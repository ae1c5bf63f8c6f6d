//! Parameter introspection.
//!
//! Flattens a request body type into body-property parameters, applying the
//! per-property declarations and the affordance-level [`InputSpec`] name sets.

use std::collections::HashSet;

use serde_json::Value;
use tracing::trace;

use crate::bean::BeanType;
use crate::method::HttpMethod;
use crate::param::{ActionInputParameter, InputType, ParamLocation};

/// Affordance-level allow and deny lists for body properties.
///
/// Names match either the dotted path (`workPerformed.name`) or the leaf name
/// (`name`). If any of `read_only`, `hidden` or `include` is non-empty only the
/// properties listed there are rendered; `exclude` always removes.
#[derive(Debug, Clone, Default, PartialEq, Eq)]
pub struct InputSpec {
    read_only: HashSet<String>,
    hidden: HashSet<String>,
    include: HashSet<String>,
    exclude: HashSet<String>,
    required: HashSet<String>,
}

fn names<I, S>(names: I) -> HashSet<String>
where
    I: IntoIterator<Item = S>,
    S: Into<String>,
{
    names.into_iter().map(Into::into).collect()
}

fn listed(set: &HashSet<String>, path: &str, leaf: &str) -> bool {
    set.contains(path) || set.contains(leaf)
}

impl InputSpec {
    /// No restrictions.
    pub fn new() -> Self {
        Self::default()
    }

    /// Properties rendered read-only.
    #[must_use]
    pub fn with_read_only<I, S>(mut self, read_only: I) -> Self
    where
        I: IntoIterator<Item = S>,
        S: Into<String>,
    {
        self.read_only = names(read_only);
        self
    }

    /// Properties rendered as hidden fields.
    #[must_use]
    pub fn with_hidden<I, S>(mut self, hidden: I) -> Self
    where
        I: IntoIterator<Item = S>,
        S: Into<String>,
    {
        self.hidden = names(hidden);
        self
    }

    /// Properties rendered as ordinary inputs.
    #[must_use]
    pub fn with_include<I, S>(mut self, include: I) -> Self
    where
        I: IntoIterator<Item = S>,
        S: Into<String>,
    {
        self.include = names(include);
        self
    }

    /// Properties never rendered.
    #[must_use]
    pub fn with_exclude<I, S>(mut self, exclude: I) -> Self
    where
        I: IntoIterator<Item = S>,
        S: Into<String>,
    {
        self.exclude = names(exclude);
        self
    }

    /// Properties marked required in addition to their own declaration.
    #[must_use]
    pub fn with_required<I, S>(mut self, required: I) -> Self
    where
        I: IntoIterator<Item = S>,
        S: Into<String>,
    {
        self.required = names(required);
        self
    }

    /// Whether an allow list is in effect.
    pub fn is_restricted(&self) -> bool {
        !self.read_only.is_empty() || !self.hidden.is_empty() || !self.include.is_empty()
    }

    /// Whether the property is rendered at all.
    pub fn includes(&self, path: &str, leaf: &str) -> bool {
        if listed(&self.exclude, path, leaf) {
            return false;
        }
        !self.is_restricted()
            || listed(&self.read_only, path, leaf)
            || listed(&self.hidden, path, leaf)
            || listed(&self.include, path, leaf)
    }

    /// Whether the property is forced read-only.
    pub fn is_read_only(&self, path: &str, leaf: &str) -> bool {
        listed(&self.read_only, path, leaf)
    }

    /// Whether the property is forced hidden.
    pub fn is_hidden(&self, path: &str, leaf: &str) -> bool {
        listed(&self.hidden, path, leaf)
    }

    /// Whether the property is forced required.
    pub fn is_required(&self, path: &str, leaf: &str) -> bool {
        listed(&self.required, path, leaf)
    }
}

/// Flatten a body type into body-property parameters for one HTTP method.
///
/// `body` carries the bound body value; property values are looked up by
/// name, recursing into nested objects.
pub fn body_parameters(
    bean: &BeanType,
    method: HttpMethod,
    body: Option<&Value>,
    spec: &InputSpec,
) -> Vec<ActionInputParameter> {
    let mut out = Vec::new();
    collect(bean, method, body, spec, "", &mut out);
    out
}

fn collect(
    bean: &BeanType,
    method: HttpMethod,
    body: Option<&Value>,
    spec: &InputSpec,
    prefix: &str,
    out: &mut Vec<ActionInputParameter>,
) {
    for property in bean.properties() {
        let leaf = property.name();
        if !property.is_writable_by(method) {
            trace!(bean = bean.name(), property = leaf, %method, "property not writable");
            continue;
        }

        let path = if prefix.is_empty() {
            leaf.to_string()
        } else {
            format!("{prefix}.{leaf}")
        };
        let value = body.and_then(|b| b.get(leaf)).filter(|v| !v.is_null());

        if let Some(nested) = &property.nested {
            collect(nested, method, value, spec, &path, out);
            continue;
        }

        if !spec.includes(&path, leaf) {
            trace!(property = %path, "property excluded by input spec");
            continue;
        }

        let input_type = if spec.is_hidden(&path, leaf) {
            InputType::Hidden
        } else {
            property.input_type()
        };

        let mut parameter = ActionInputParameter::new(path.clone(), ParamLocation::BodyProperty)
            .with_input_type(input_type)
            .with_read_only(property.read_only || spec.is_read_only(&path, leaf))
            .with_required(property.required || spec.is_required(&path, leaf))
            .with_collection(property.collection)
            .with_suggestions(property.possible_values.resolve())
            .with_constraints(property.constraints.clone());
        if let Some(value) = value {
            parameter = parameter.with_value(value.clone());
        }
        if let Some(remote) = property.possible_values.remote() {
            parameter = parameter.with_remote_suggestions(remote.clone());
        }
        if let Some(description) = &property.description {
            parameter = parameter.with_description(description.clone());
        }
        out.push(parameter);
    }
}
#[cfg(test)]
mod tests {
    use super::*;
    use hyperform_core::{ParamLocation, RemoteSuggestions, SELF_REL, Suggestion};
    use pretty_assertions::assert_eq;
    use serde_json::json;

    fn body(name: &str) -> ActionInputParameter {
        ActionInputParameter::new(name, ParamLocation::BodyProperty)
    }

    #[test]
    fn test_required_only_for_post_and_put() {
        let param = body("name").with_required(true);
        assert!(HalFormsProperty::from_parameter(&param, HttpMethod::Post).required);
        assert!(HalFormsProperty::from_parameter(&param, HttpMethod::Put).required);
        assert!(!HalFormsProperty::from_parameter(&param, HttpMethod::Patch).required);
    }

    #[test]
    fn test_property_serialization_omits_defaults() {
        let property = HalFormsProperty::from_parameter(&body("name"), HttpMethod::Post);
        assert_eq!(
            serde_json::to_value(&property).unwrap(),
            json!({"name": "name", "readOnly": false})
        );
    }

    #[test]
    fn test_inline_options_with_selection() {
        let param = body("status")
            .with_suggestions(Suggestion::wrap(["OPEN", "CLOSED"]))
            .with_value("CLOSED");
        let property = HalFormsProperty::from_parameter(&param, HttpMethod::Put);
        assert_eq!(
            serde_json::to_value(&property).unwrap(),
            json!({
                "name": "status",
                "readOnly": false,
                "value": "CLOSED",
                "options": {
                    "inline": [
                        {"prompt": "OPEN", "value": "OPEN"},
                        {"prompt": "CLOSED", "value": "CLOSED"}
                    ],
                    "selectedValues": ["CLOSED"]
                }
            })
        );
    }

    #[test]
    fn test_remote_options() {
        let param = body("performer").with_remote_suggestions(
            RemoteSuggestions::new("/performers").with_value_field("id"),
        );
        let options = HalFormsProperty::from_parameter(&param, HttpMethod::Post)
            .options
            .unwrap();
        assert_eq!(options.link.map(|l| l.href), Some("/performers".to_string()));
        assert_eq!(options.value_field.as_deref(), Some("id"));
        assert!(options.inline.is_empty());
    }

    #[test]
    fn test_get_affordance_has_no_template() {
        let a = Affordance::new("findEvents", HttpMethod::Get, "/events");
        let model = HalFormsAffordanceModel::new(&a, &a.components());
        assert_eq!(model.template(), None);
    }

    #[test]
    fn test_document_layout() {
        let link = Link::new("/events/1", SELF_REL)
            .with_affordance(Affordance::new("findEvent", HttpMethod::Get, "/events/1"))
            .with_affordance(
                Affordance::new("updateEvent", HttpMethod::Put, "/events/1")
                    .with_input_parameter(body("name").with_value("Tour")),
            )
            .with_affordance(Affordance::new("deleteEvent", HttpMethod::Delete, "/events/1"));
        let resource = Resource::new("Event", json!({"name": "Tour"}))
            .with_link(link)
            .with_link(Link::new("/events{?name}", "search"));

        let document = HalFormsDocument::from_resource(&resource, "default");
        assert_eq!(
            serde_json::to_value(&document).unwrap(),
            json!({
                "name": "Tour",
                "_links": {
                    "self": {"href": "/events/1"},
                    "search": {"href": "/events{?name}", "templated": true}
                },
                "_templates": {
                    "default": {
                        "method": "PUT",
                        "properties": [{"name": "name", "readOnly": false, "value": "Tour"}]
                    },
                    "deleteEvent": {"method": "DELETE"}
                }
            })
        );
    }

    #[test]
    fn test_repeated_rel_becomes_array() {
        let resource = Resource::new("Event", json!("plain"))
            .with_link(Link::new("/a", "item"))
            .with_link(Link::new("/b", "item"));
        let json = serde_json::to_value(HalFormsDocument::from_resource(&resource, "default")).unwrap();
        assert_eq!(
            json,
            json!({
                "content": "plain",
                "_links": {"item": [{"href": "/a"}, {"href": "/b"}]}
            })
        );
    }

    #[test]
    fn test_embedded_collection_with_page() {
        let resources = Resources::new([
            Resource::new("Event", json!({"name": "A"})),
            Resource::new("Event", json!({"name": "B"})),
        ])
        .with_link(Link::new("/events", SELF_REL));
        let paged = PagedResources::new(resources, Some(PageMetadata::new(2, 0, 3)));
        let json = serde_json::to_value(HalFormsDocument::from_paged(
            &paged,
            &DefaultRelProvider,
            "default",
        ))
        .unwrap();
        assert_eq!(
            json,
            json!({
                "_links": {"self": {"href": "/events"}},
                "_embedded": {"eventList": [{"name": "A"}, {"name": "B"}]},
                "page": {"size": 2, "number": 0, "totalElements": 3, "totalPages": 2}
            })
        );
    }
}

_____

Task statement
What lines of the material above hold the string "OPEN"? Please copy them.

The completed task
            .with_suggestions(Suggestion::wrap(["OPEN", "CLOSED"]))
                        {"prompt": "OPEN", "value": "OPEN"},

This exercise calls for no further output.